• **Work required**
Here the whole listing must be retyped exactly, with no line omitted.

== Segment start ==

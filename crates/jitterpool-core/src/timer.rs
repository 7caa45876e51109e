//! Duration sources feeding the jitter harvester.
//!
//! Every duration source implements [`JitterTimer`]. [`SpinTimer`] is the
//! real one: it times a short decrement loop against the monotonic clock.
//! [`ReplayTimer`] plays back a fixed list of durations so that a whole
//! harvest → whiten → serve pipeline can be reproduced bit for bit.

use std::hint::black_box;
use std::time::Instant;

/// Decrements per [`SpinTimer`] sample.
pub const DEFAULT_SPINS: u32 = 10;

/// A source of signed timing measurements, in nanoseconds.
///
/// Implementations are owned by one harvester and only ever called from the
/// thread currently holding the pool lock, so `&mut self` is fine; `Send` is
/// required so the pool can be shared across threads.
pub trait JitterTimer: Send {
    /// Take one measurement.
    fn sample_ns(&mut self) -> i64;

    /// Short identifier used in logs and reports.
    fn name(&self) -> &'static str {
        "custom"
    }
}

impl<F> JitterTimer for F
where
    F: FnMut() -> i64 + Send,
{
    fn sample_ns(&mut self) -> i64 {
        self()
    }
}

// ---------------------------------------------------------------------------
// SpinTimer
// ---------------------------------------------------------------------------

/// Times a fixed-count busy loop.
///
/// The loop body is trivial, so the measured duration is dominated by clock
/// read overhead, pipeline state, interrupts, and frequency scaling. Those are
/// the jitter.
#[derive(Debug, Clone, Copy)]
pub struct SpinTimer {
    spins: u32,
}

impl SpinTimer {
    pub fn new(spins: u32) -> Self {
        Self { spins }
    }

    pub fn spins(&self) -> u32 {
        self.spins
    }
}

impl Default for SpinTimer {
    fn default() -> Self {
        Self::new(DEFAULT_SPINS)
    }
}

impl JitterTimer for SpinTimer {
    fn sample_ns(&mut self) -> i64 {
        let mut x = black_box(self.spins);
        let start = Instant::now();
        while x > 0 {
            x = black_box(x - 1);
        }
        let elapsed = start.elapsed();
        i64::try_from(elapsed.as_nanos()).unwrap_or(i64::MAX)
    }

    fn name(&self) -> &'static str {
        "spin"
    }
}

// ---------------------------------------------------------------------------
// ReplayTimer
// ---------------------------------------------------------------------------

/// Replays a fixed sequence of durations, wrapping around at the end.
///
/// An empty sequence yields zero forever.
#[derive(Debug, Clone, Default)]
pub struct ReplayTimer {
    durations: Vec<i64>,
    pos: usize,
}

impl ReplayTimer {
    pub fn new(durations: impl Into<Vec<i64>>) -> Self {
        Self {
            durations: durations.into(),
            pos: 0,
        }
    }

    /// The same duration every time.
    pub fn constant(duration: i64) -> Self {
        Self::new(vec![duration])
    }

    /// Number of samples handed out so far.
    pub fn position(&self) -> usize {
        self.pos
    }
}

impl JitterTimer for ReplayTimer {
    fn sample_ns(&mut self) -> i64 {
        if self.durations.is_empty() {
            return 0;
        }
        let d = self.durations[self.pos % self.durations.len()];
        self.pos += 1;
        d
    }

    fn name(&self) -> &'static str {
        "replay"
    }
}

== Segment end ==

• **Exercise result**
filename crates/jitterpool-core/src/timer.rs
repository 7caa45876e51109e
//! Duration sources feeding the jitter harvester.
//!
//! Every duration source implements [`JitterTimer`]. [`SpinTimer`] is the
//! real one: it times a short decrement loop against the monotonic clock.
//! [`ReplayTimer`] plays back a fixed list of durations so that a whole
//! harvest → whiten → serve pipeline can be reproduced bit for bit.

use std::hint::black_box;
use std::time::Instant;

/// Decrements per [`SpinTimer`] sample.
pub const DEFAULT_SPINS: u32 = 10;

/// A source of signed timing measurements, in nanoseconds.
///
/// Implementations are owned by one harvester and only ever called from the
/// thread currently holding the pool lock, so `&mut self` is fine; `Send` is
/// required so the pool can be shared across threads.
pub trait JitterTimer: Send {
    /// Take one measurement.
    fn sample_ns(&mut self) -> i64;

    /// Short identifier used in logs and reports.
    fn name(&self) -> &'static str {
        "custom"
    }
}

impl<F> JitterTimer for F
where
    F: FnMut() -> i64 + Send,
{
    fn sample_ns(&mut self) -> i64 {
        self()
    }
}

// ---------------------------------------------------------------------------
// SpinTimer
// ---------------------------------------------------------------------------

/// Times a fixed-count busy loop.
///
/// The loop body is trivial, so the measured duration is dominated by clock
/// read overhead, pipeline state, interrupts, and frequency scaling. Those are
/// the jitter.
#[derive(Debug, Clone, Copy)]
pub struct SpinTimer {
    spins: u32,
}

impl SpinTimer {
    pub fn new(spins: u32) -> Self {
        Self { spins }
    }

    pub fn spins(&self) -> u32 {
        self.spins
    }
}

impl Default for SpinTimer {
    fn default() -> Self {
        Self::new(DEFAULT_SPINS)
    }
}

impl JitterTimer for SpinTimer {
    fn sample_ns(&mut self) -> i64 {
        let mut x = black_box(self.spins);
        let start = Instant::now();
        while x > 0 {
            x = black_box(x - 1);
        }
        let elapsed = start.elapsed();
        i64::try_from(elapsed.as_nanos()).unwrap_or(i64::MAX)
    }

    fn name(&self) -> &'static str {
        "spin"
    }
}

// ---------------------------------------------------------------------------
// ReplayTimer
// ---------------------------------------------------------------------------

/// Replays a fixed sequence of durations, wrapping around at the end.
///
/// An empty sequence yields zero forever.
#[derive(Debug, Clone, Default)]
pub struct ReplayTimer {
    durations: Vec<i64>,
    pos: usize,
}

impl ReplayTimer {
    pub fn new(durations: impl Into<Vec<i64>>) -> Self {
        Self {
            durations: durations.into(),
            pos: 0,
        }
    }

    /// The same duration every time.
    pub fn constant(duration: i64) -> Self {
        Self::new(vec![duration])
    }

    /// Number of samples handed out so far.
    pub fn position(&self) -> usize {
        self.pos
    }
}

impl JitterTimer for ReplayTimer {
    fn sample_ns(&mut self) -> i64 {
        if self.durations.is_empty() {
            return 0;
        }
        let d = self.durations[self.pos % self.durations.len()];
        self.pos += 1;
        d
    }

    fn name(&self) -> &'static str {
        "replay"
    }
}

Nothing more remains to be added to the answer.